__Data in this exercise__
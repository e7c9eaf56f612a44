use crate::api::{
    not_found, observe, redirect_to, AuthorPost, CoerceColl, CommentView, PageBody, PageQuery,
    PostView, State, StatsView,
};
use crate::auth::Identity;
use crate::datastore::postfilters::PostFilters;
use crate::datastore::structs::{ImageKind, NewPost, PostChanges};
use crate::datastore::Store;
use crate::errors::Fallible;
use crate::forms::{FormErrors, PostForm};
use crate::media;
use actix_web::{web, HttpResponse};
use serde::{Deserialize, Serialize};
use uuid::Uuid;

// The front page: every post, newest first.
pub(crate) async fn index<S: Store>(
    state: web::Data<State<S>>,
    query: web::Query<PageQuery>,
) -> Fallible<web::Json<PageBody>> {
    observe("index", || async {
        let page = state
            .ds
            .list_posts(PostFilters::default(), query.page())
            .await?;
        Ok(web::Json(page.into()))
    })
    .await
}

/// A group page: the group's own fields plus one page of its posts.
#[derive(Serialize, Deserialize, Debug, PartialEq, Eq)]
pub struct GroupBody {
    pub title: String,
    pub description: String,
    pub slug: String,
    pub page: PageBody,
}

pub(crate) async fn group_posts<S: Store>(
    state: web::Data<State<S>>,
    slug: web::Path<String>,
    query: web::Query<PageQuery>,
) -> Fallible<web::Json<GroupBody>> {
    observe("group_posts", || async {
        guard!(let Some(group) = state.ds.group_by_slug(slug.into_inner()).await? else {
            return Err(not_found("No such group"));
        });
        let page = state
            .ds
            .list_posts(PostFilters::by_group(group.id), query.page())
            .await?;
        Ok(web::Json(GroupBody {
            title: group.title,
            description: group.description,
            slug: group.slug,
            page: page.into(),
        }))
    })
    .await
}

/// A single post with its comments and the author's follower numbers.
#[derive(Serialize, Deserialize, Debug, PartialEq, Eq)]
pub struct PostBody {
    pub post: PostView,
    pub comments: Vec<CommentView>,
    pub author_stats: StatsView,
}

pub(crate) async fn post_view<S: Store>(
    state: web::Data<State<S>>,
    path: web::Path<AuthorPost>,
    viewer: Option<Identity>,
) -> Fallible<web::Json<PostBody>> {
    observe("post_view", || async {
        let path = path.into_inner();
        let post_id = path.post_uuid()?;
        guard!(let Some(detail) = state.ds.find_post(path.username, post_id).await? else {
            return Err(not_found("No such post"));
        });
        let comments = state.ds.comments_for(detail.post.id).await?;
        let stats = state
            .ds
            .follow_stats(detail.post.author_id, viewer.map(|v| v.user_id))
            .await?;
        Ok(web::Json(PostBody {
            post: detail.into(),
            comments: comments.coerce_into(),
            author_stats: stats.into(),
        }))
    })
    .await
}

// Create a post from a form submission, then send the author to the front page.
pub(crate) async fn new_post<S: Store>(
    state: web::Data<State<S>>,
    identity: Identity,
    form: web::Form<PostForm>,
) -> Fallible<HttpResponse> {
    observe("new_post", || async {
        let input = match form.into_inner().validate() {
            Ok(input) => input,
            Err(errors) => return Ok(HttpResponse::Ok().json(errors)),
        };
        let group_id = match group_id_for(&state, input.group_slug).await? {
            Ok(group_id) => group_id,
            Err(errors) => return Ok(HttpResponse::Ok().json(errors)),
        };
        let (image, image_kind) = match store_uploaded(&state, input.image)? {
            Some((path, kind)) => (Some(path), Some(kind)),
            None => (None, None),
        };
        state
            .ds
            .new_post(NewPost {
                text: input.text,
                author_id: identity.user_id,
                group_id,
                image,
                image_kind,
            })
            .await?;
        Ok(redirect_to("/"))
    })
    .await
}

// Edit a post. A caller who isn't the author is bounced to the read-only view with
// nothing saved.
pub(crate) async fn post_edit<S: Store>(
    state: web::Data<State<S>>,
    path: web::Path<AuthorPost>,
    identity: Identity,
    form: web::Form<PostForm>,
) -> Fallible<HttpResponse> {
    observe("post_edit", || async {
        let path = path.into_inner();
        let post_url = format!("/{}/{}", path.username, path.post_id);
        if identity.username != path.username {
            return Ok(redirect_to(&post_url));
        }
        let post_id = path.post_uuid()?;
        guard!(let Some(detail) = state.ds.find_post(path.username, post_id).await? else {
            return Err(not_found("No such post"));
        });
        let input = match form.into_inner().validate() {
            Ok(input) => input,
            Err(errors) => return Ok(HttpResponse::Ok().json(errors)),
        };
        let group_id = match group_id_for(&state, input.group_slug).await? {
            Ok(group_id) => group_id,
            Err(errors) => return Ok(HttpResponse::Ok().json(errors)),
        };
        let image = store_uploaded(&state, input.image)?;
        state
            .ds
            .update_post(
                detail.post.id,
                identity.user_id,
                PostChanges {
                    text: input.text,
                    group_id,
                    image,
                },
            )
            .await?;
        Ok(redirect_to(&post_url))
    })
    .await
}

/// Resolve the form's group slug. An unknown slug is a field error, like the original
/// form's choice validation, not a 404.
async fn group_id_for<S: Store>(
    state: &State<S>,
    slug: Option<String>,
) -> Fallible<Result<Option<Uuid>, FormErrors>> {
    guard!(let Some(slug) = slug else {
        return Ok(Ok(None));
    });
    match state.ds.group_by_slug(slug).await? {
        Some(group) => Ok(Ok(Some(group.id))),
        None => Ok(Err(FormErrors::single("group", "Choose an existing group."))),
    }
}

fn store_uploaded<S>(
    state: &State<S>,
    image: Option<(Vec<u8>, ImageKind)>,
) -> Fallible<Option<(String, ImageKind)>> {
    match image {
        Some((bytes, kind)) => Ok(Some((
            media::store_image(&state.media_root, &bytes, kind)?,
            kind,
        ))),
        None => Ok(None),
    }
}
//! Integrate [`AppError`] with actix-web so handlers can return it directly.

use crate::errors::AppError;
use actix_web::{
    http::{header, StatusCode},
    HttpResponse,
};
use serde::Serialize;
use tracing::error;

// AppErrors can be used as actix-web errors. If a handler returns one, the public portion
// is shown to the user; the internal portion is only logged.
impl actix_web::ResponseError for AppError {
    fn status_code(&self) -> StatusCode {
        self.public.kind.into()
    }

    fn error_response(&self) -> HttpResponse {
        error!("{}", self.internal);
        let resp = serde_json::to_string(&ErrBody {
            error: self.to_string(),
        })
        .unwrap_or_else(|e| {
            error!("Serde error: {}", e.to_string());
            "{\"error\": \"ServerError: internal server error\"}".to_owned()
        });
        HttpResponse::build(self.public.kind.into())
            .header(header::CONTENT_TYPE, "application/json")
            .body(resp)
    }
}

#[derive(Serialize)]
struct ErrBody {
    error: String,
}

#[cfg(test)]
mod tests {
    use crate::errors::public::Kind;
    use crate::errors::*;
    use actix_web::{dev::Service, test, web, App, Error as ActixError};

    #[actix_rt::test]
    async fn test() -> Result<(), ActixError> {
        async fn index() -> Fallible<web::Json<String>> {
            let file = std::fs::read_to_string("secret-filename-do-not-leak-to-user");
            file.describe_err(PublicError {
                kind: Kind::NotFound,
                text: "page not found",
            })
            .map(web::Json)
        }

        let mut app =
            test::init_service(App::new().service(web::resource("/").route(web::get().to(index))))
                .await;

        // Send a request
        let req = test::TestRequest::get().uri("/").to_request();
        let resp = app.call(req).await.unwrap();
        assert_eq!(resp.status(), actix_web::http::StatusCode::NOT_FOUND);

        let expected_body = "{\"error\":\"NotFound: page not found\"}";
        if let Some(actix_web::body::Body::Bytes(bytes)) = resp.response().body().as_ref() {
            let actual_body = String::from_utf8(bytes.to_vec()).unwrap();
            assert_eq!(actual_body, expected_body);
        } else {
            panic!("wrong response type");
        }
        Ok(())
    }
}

__Problem to solve__
The expected answer is the complete material, restated exactly.

__Response area__
repository e7c9eaf56f612a44
use crate::api::{
    not_found, observe, redirect_to, AuthorPost, CoerceColl, CommentView, PageBody, PageQuery,
    PostView, State, StatsView,
};
use crate::auth::Identity;
use crate::datastore::postfilters::PostFilters;
use crate::datastore::structs::{ImageKind, NewPost, PostChanges};
use crate::datastore::Store;
use crate::errors::Fallible;
use crate::forms::{FormErrors, PostForm};
use crate::media;
use actix_web::{web, HttpResponse};
use serde::{Deserialize, Serialize};
use uuid::Uuid;

// The front page: every post, newest first.
pub(crate) async fn index<S: Store>(
    state: web::Data<State<S>>,
    query: web::Query<PageQuery>,
) -> Fallible<web::Json<PageBody>> {
    observe("index", || async {
        let page = state
            .ds
            .list_posts(PostFilters::default(), query.page())
            .await?;
        Ok(web::Json(page.into()))
    })
    .await
}

/// A group page: the group's own fields plus one page of its posts.
#[derive(Serialize, Deserialize, Debug, PartialEq, Eq)]
pub struct GroupBody {
    pub title: String,
    pub description: String,
    pub slug: String,
    pub page: PageBody,
}

pub(crate) async fn group_posts<S: Store>(
    state: web::Data<State<S>>,
    slug: web::Path<String>,
    query: web::Query<PageQuery>,
) -> Fallible<web::Json<GroupBody>> {
    observe("group_posts", || async {
        guard!(let Some(group) = state.ds.group_by_slug(slug.into_inner()).await? else {
            return Err(not_found("No such group"));
        });
        let page = state
            .ds
            .list_posts(PostFilters::by_group(group.id), query.page())
            .await?;
        Ok(web::Json(GroupBody {
            title: group.title,
            description: group.description,
            slug: group.slug,
            page: page.into(),
        }))
    })
    .await
}

/// A single post with its comments and the author's follower numbers.
#[derive(Serialize, Deserialize, Debug, PartialEq, Eq)]
pub struct PostBody {
    pub post: PostView,
    pub comments: Vec<CommentView>,
    pub author_stats: StatsView,
}

pub(crate) async fn post_view<S: Store>(
    state: web::Data<State<S>>,
    path: web::Path<AuthorPost>,
    viewer: Option<Identity>,
) -> Fallible<web::Json<PostBody>> {
    observe("post_view", || async {
        let path = path.into_inner();
        let post_id = path.post_uuid()?;
        guard!(let Some(detail) = state.ds.find_post(path.username, post_id).await? else {
            return Err(not_found("No such post"));
        });
        let comments = state.ds.comments_for(detail.post.id).await?;
        let stats = state
            .ds
            .follow_stats(detail.post.author_id, viewer.map(|v| v.user_id))
            .await?;
        Ok(web::Json(PostBody {
            post: detail.into(),
            comments: comments.coerce_into(),
            author_stats: stats.into(),
        }))
    })
    .await
}

// Create a post from a form submission, then send the author to the front page.
pub(crate) async fn new_post<S: Store>(
    state: web::Data<State<S>>,
    identity: Identity,
    form: web::Form<PostForm>,
) -> Fallible<HttpResponse> {
    observe("new_post", || async {
        let input = match form.into_inner().validate() {
            Ok(input) => input,
            Err(errors) => return Ok(HttpResponse::Ok().json(errors)),
        };
        let group_id = match group_id_for(&state, input.group_slug).await? {
            Ok(group_id) => group_id,
            Err(errors) => return Ok(HttpResponse::Ok().json(errors)),
        };
        let (image, image_kind) = match store_uploaded(&state, input.image)? {
            Some((path, kind)) => (Some(path), Some(kind)),
            None => (None, None),
        };
        state
            .ds
            .new_post(NewPost {
                text: input.text,
                author_id: identity.user_id,
                group_id,
                image,
                image_kind,
            })
            .await?;
        Ok(redirect_to("/"))
    })
    .await
}

// Edit a post. A caller who isn't the author is bounced to the read-only view with
// nothing saved.
pub(crate) async fn post_edit<S: Store>(
    state: web::Data<State<S>>,
    path: web::Path<AuthorPost>,
    identity: Identity,
    form: web::Form<PostForm>,
) -> Fallible<HttpResponse> {
    observe("post_edit", || async {
        let path = path.into_inner();
        let post_url = format!("/{}/{}", path.username, path.post_id);
        if identity.username != path.username {
            return Ok(redirect_to(&post_url));
        }
        let post_id = path.post_uuid()?;
        guard!(let Some(detail) = state.ds.find_post(path.username, post_id).await? else {
            return Err(not_found("No such post"));
        });
        let input = match form.into_inner().validate() {
            Ok(input) => input,
            Err(errors) => return Ok(HttpResponse::Ok().json(errors)),
        };
        let group_id = match group_id_for(&state, input.group_slug).await? {
            Ok(group_id) => group_id,
            Err(errors) => return Ok(HttpResponse::Ok().json(errors)),
        };
        let image = store_uploaded(&state, input.image)?;
        state
            .ds
            .update_post(
                detail.post.id,
                identity.user_id,
                PostChanges {
                    text: input.text,
                    group_id,
                    image,
                },
            )
            .await?;
        Ok(redirect_to(&post_url))
    })
    .await
}

/// Resolve the form's group slug. An unknown slug is a field error, like the original
/// form's choice validation, not a 404.
async fn group_id_for<S: Store>(
    state: &State<S>,
    slug: Option<String>,
) -> Fallible<Result<Option<Uuid>, FormErrors>> {
    guard!(let Some(slug) = slug else {
        return Ok(Ok(None));
    });
    match state.ds.group_by_slug(slug).await? {
        Some(group) => Ok(Ok(Some(group.id))),
        None => Ok(Err(FormErrors::single("group", "Choose an existing group."))),
    }
}

fn store_uploaded<S>(
    state: &State<S>,
    image: Option<(Vec<u8>, ImageKind)>,
) -> Fallible<Option<(String, ImageKind)>> {
    match image {
        Some((bytes, kind)) => Ok(Some((
            media::store_image(&state.media_root, &bytes, kind)?,
            kind,
        ))),
        None => Ok(None),
    }
}
//! Integrate [`AppError`] with actix-web so handlers can return it directly.

use crate::errors::AppError;
use actix_web::{
    http::{header, StatusCode},
    HttpResponse,
};
use serde::Serialize;
use tracing::error;

// AppErrors can be used as actix-web errors. If a handler returns one, the public portion
// is shown to the user; the internal portion is only logged.
impl actix_web::ResponseError for AppError {
    fn status_code(&self) -> StatusCode {
        self.public.kind.into()
    }

    fn error_response(&self) -> HttpResponse {
        error!("{}", self.internal);
        let resp = serde_json::to_string(&ErrBody {
            error: self.to_string(),
        })
        .unwrap_or_else(|e| {
            error!("Serde error: {}", e.to_string());
            "{\"error\": \"ServerError: internal server error\"}".to_owned()
        });
        HttpResponse::build(self.public.kind.into())
            .header(header::CONTENT_TYPE, "application/json")
            .body(resp)
    }
}

#[derive(Serialize)]
struct ErrBody {
    error: String,
}

#[cfg(test)]
mod tests {
    use crate::errors::public::Kind;
    use crate::errors::*;
    use actix_web::{dev::Service, test, web, App, Error as ActixError};

    #[actix_rt::test]
    async fn test() -> Result<(), ActixError> {
        async fn index() -> Fallible<web::Json<String>> {
            let file = std::fs::read_to_string("secret-filename-do-not-leak-to-user");
            file.describe_err(PublicError {
                kind: Kind::NotFound,
                text: "page not found",
            })
            .map(web::Json)
        }

        let mut app =
            test::init_service(App::new().service(web::resource("/").route(web::get().to(index))))
                .await;

        // Send a request
        let req = test::TestRequest::get().uri("/").to_request();
        let resp = app.call(req).await.unwrap();
        assert_eq!(resp.status(), actix_web::http::StatusCode::NOT_FOUND);

        let expected_body = "{\"error\":\"NotFound: page not found\"}";
        if let Some(actix_web::body::Body::Bytes(bytes)) = resp.response().body().as_ref() {
            let actual_body = String::from_utf8(bytes.to_vec()).unwrap();
            assert_eq!(actual_body, expected_body);
        } else {
            panic!("wrong response type");
        }
        Ok(())
    }
}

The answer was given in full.